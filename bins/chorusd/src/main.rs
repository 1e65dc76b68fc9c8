// chorus - Broadcast-ringing SIP proxy
// Copyright (C) 2025 Chorus Contributors
// SPDX-License-Identifier: Apache-2.0 OR MIT

//! chorusd: stateful broadcast-ringing SIP proxy over UDP.
//!
//! REGISTER terminates locally against the SQLite user directory; INVITEs to
//! broadcast addresses ring every configured contact in parallel; everything
//! else is proxied statefully between the downstream and upstream sides.

use std::net::SocketAddr;
use std::path::PathBuf;
use std::sync::Arc;
use std::time::Duration;

use anyhow::{bail, Context, Result};
use clap::Parser;
use sip_proxy::{BroadcastPolicy, BroadcastRule, Proxy, ProxyConfig};
use sip_registrar::{DirectoryStore, Registrar};
use sip_routing::{RouteMemory, UpstreamResolver};
use tokio_util::sync::CancellationToken;
use tracing::{info, warn};
use userdir::SqliteDirectory;

mod admin;
mod stack;

const USER_LOAD_TIMEOUT: Duration = Duration::from_secs(5);
const HTTP_SHUTDOWN_TIMEOUT: Duration = Duration::from_secs(5);

#[derive(Parser, Debug)]
#[command(author, version, about)]
struct Args {
    /// UDP address to listen on for downstream clients (host:port)
    #[arg(long, default_value = "0.0.0.0:5060")]
    listen: String,
    /// Upstream SIP server UDP address (host:port), used as default fallback
    #[arg(long)]
    upstream: Option<String>,
    /// Local UDP address to use for upstream traffic
    #[arg(long, default_value = "0.0.0.0:0")]
    upstream_bind: String,
    /// How long to remember downstream transaction routes, in seconds
    #[arg(long, default_value_t = 300, value_name = "SECONDS")]
    route_ttl: u64,
    /// Path to the SQLite database containing the SIP user directory
    #[arg(long)]
    user_db: PathBuf,
    /// HTTP address for the admin web UI (requires admin credentials)
    #[arg(long)]
    http_listen: Option<String>,
    /// Username required for the admin web UI
    #[arg(long)]
    admin_user: Option<String>,
    /// Password required for the admin web UI
    #[arg(long)]
    admin_pass: Option<String>,
}

#[tokio::main]
async fn main() -> Result<()> {
    tracing_subscriber::fmt().with_target(false).init();
    let args = Args::parse();

    let admin_config = match (&args.http_listen, &args.admin_user, &args.admin_pass) {
        (Some(listen), Some(user), Some(pass)) => Some(admin::AdminConfig {
            listen: listen.clone(),
            admin_user: user.clone(),
            admin_pass: pass.clone(),
        }),
        (None, None, None) => None,
        _ => bail!("--http-listen, --admin-user, and --admin-pass must be set together"),
    };

    let directory = SqliteDirectory::open(&args.user_db)
        .await
        .with_context(|| format!("open user database {}", args.user_db.display()))?;

    let users = tokio::time::timeout(USER_LOAD_TIMEOUT, directory.list_users())
        .await
        .context("timed out loading user directory")?
        .with_context(|| format!("load users from {}", args.user_db.display()))?;
    info!(
        count = users.len(),
        path = %args.user_db.display(),
        "loaded user directory entries"
    );

    let rules = directory
        .list_broadcast_rules()
        .await
        .context("load broadcast rules")?;
    let policy = BroadcastPolicy::new(
        rules
            .into_iter()
            .map(|rule| BroadcastRule {
                address: rule.address,
                targets: rule.targets.into_iter().map(|t| t.contact_uri).collect(),
            })
            .collect(),
    );
    info!(rules = policy.rule_count(), "loaded broadcast rules");

    let default_upstream: Option<SocketAddr> = match &args.upstream {
        Some(upstream) => Some(
            tokio::net::lookup_host(upstream.as_str())
                .await
                .ok()
                .and_then(|mut addrs| addrs.next())
                .with_context(|| format!("resolve upstream address {}", upstream))?,
        ),
        None => None,
    };

    let store: Arc<dyn DirectoryStore> = Arc::new(directory.clone());
    let registrar = Arc::new(Registrar::new(store));
    let resolver = Arc::new(UpstreamResolver::new(
        &users,
        Arc::clone(&registrar),
        default_upstream,
    ));
    let routes = Arc::new(RouteMemory::new(Duration::from_secs(args.route_ttl)));

    let proxy = Arc::new(Proxy::new(ProxyConfig {
        registrar: Some(registrar),
        broadcast: Some(Arc::new(policy)),
        ..ProxyConfig::default()
    }));

    let shutdown = CancellationToken::new();
    let sip_stack = stack::SipStack::start(
        stack::StackConfig {
            listen: args.listen.clone(),
            upstream_bind: args.upstream_bind.clone(),
        },
        Arc::clone(&proxy),
        resolver,
        routes,
        shutdown.clone(),
    )
    .await?;

    let admin_task = admin_config.map(|config| {
        let directory = directory.clone();
        let shutdown = shutdown.clone();
        tokio::spawn(async move {
            if let Err(err) = admin::serve(directory, config, shutdown).await {
                warn!(error = %err, "admin web UI exited");
            }
        })
    });

    wait_for_shutdown_signal().await;
    info!("shutdown requested, stopping proxy");
    shutdown.cancel();

    if let Some(task) = admin_task {
        if tokio::time::timeout(HTTP_SHUTDOWN_TIMEOUT, task).await.is_err() {
            warn!("admin web UI did not stop in time");
        }
    }
    proxy.stop().await;
    sip_stack.join().await;
    info!("shutdown complete");
    Ok(())
}

async fn wait_for_shutdown_signal() {
    let interrupt = tokio::signal::ctrl_c();
    #[cfg(unix)]
    {
        let mut term = match tokio::signal::unix::signal(tokio::signal::unix::SignalKind::terminate())
        {
            Ok(term) => term,
            Err(err) => {
                warn!(error = %err, "failed to install SIGTERM handler");
                let _ = interrupt.await;
                return;
            }
        };
        tokio::select! {
            _ = interrupt => {}
            _ = term.recv() => {}
        }
    }
    #[cfg(not(unix))]
    {
        let _ = interrupt.await;
    }
}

- **What the task requires**:
All of the material above should be repeated exactly.

- **Reply to the exercise**:
filename bins/chorusd/src/main.rs
repository 1e65dc76b68fc9c8
// chorus - Broadcast-ringing SIP proxy
// Copyright (C) 2025 Chorus Contributors
// SPDX-License-Identifier: Apache-2.0 OR MIT

//! chorusd: stateful broadcast-ringing SIP proxy over UDP.
//!
//! REGISTER terminates locally against the SQLite user directory; INVITEs to
//! broadcast addresses ring every configured contact in parallel; everything
//! else is proxied statefully between the downstream and upstream sides.

use std::net::SocketAddr;
use std::path::PathBuf;
use std::sync::Arc;
use std::time::Duration;

use anyhow::{bail, Context, Result};
use clap::Parser;
use sip_proxy::{BroadcastPolicy, BroadcastRule, Proxy, ProxyConfig};
use sip_registrar::{DirectoryStore, Registrar};
use sip_routing::{RouteMemory, UpstreamResolver};
use tokio_util::sync::CancellationToken;
use tracing::{info, warn};
use userdir::SqliteDirectory;

mod admin;
mod stack;

const USER_LOAD_TIMEOUT: Duration = Duration::from_secs(5);
const HTTP_SHUTDOWN_TIMEOUT: Duration = Duration::from_secs(5);

#[derive(Parser, Debug)]
#[command(author, version, about)]
struct Args {
    /// UDP address to listen on for downstream clients (host:port)
    #[arg(long, default_value = "0.0.0.0:5060")]
    listen: String,
    /// Upstream SIP server UDP address (host:port), used as default fallback
    #[arg(long)]
    upstream: Option<String>,
    /// Local UDP address to use for upstream traffic
    #[arg(long, default_value = "0.0.0.0:0")]
    upstream_bind: String,
    /// How long to remember downstream transaction routes, in seconds
    #[arg(long, default_value_t = 300, value_name = "SECONDS")]
    route_ttl: u64,
    /// Path to the SQLite database containing the SIP user directory
    #[arg(long)]
    user_db: PathBuf,
    /// HTTP address for the admin web UI (requires admin credentials)
    #[arg(long)]
    http_listen: Option<String>,
    /// Username required for the admin web UI
    #[arg(long)]
    admin_user: Option<String>,
    /// Password required for the admin web UI
    #[arg(long)]
    admin_pass: Option<String>,
}

#[tokio::main]
async fn main() -> Result<()> {
    tracing_subscriber::fmt().with_target(false).init();
    let args = Args::parse();

    let admin_config = match (&args.http_listen, &args.admin_user, &args.admin_pass) {
        (Some(listen), Some(user), Some(pass)) => Some(admin::AdminConfig {
            listen: listen.clone(),
            admin_user: user.clone(),
            admin_pass: pass.clone(),
        }),
        (None, None, None) => None,
        _ => bail!("--http-listen, --admin-user, and --admin-pass must be set together"),
    };

    let directory = SqliteDirectory::open(&args.user_db)
        .await
        .with_context(|| format!("open user database {}", args.user_db.display()))?;

    let users = tokio::time::timeout(USER_LOAD_TIMEOUT, directory.list_users())
        .await
        .context("timed out loading user directory")?
        .with_context(|| format!("load users from {}", args.user_db.display()))?;
    info!(
        count = users.len(),
        path = %args.user_db.display(),
        "loaded user directory entries"
    );

    let rules = directory
        .list_broadcast_rules()
        .await
        .context("load broadcast rules")?;
    let policy = BroadcastPolicy::new(
        rules
            .into_iter()
            .map(|rule| BroadcastRule {
                address: rule.address,
                targets: rule.targets.into_iter().map(|t| t.contact_uri).collect(),
            })
            .collect(),
    );
    info!(rules = policy.rule_count(), "loaded broadcast rules");

    let default_upstream: Option<SocketAddr> = match &args.upstream {
        Some(upstream) => Some(
            tokio::net::lookup_host(upstream.as_str())
                .await
                .ok()
                .and_then(|mut addrs| addrs.next())
                .with_context(|| format!("resolve upstream address {}", upstream))?,
        ),
        None => None,
    };

    let store: Arc<dyn DirectoryStore> = Arc::new(directory.clone());
    let registrar = Arc::new(Registrar::new(store));
    let resolver = Arc::new(UpstreamResolver::new(
        &users,
        Arc::clone(&registrar),
        default_upstream,
    ));
    let routes = Arc::new(RouteMemory::new(Duration::from_secs(args.route_ttl)));

    let proxy = Arc::new(Proxy::new(ProxyConfig {
        registrar: Some(registrar),
        broadcast: Some(Arc::new(policy)),
        ..ProxyConfig::default()
    }));

    let shutdown = CancellationToken::new();
    let sip_stack = stack::SipStack::start(
        stack::StackConfig {
            listen: args.listen.clone(),
            upstream_bind: args.upstream_bind.clone(),
        },
        Arc::clone(&proxy),
        resolver,
        routes,
        shutdown.clone(),
    )
    .await?;

    let admin_task = admin_config.map(|config| {
        let directory = directory.clone();
        let shutdown = shutdown.clone();
        tokio::spawn(async move {
            if let Err(err) = admin::serve(directory, config, shutdown).await {
                warn!(error = %err, "admin web UI exited");
            }
        })
    });

    wait_for_shutdown_signal().await;
    info!("shutdown requested, stopping proxy");
    shutdown.cancel();

    if let Some(task) = admin_task {
        if tokio::time::timeout(HTTP_SHUTDOWN_TIMEOUT, task).await.is_err() {
            warn!("admin web UI did not stop in time");
        }
    }
    proxy.stop().await;
    sip_stack.join().await;
    info!("shutdown complete");
    Ok(())
}

async fn wait_for_shutdown_signal() {
    let interrupt = tokio::signal::ctrl_c();
    #[cfg(unix)]
    {
        let mut term = match tokio::signal::unix::signal(tokio::signal::unix::SignalKind::terminate())
        {
            Ok(term) => term,
            Err(err) => {
                warn!(error = %err, "failed to install SIGTERM handler");
                let _ = interrupt.await;
                return;
            }
        };
        tokio::select! {
            _ = interrupt => {}
            _ = term.recv() => {}
        }
    }
    #[cfg(not(unix))]
    {
        let _ = interrupt.await;
    }
}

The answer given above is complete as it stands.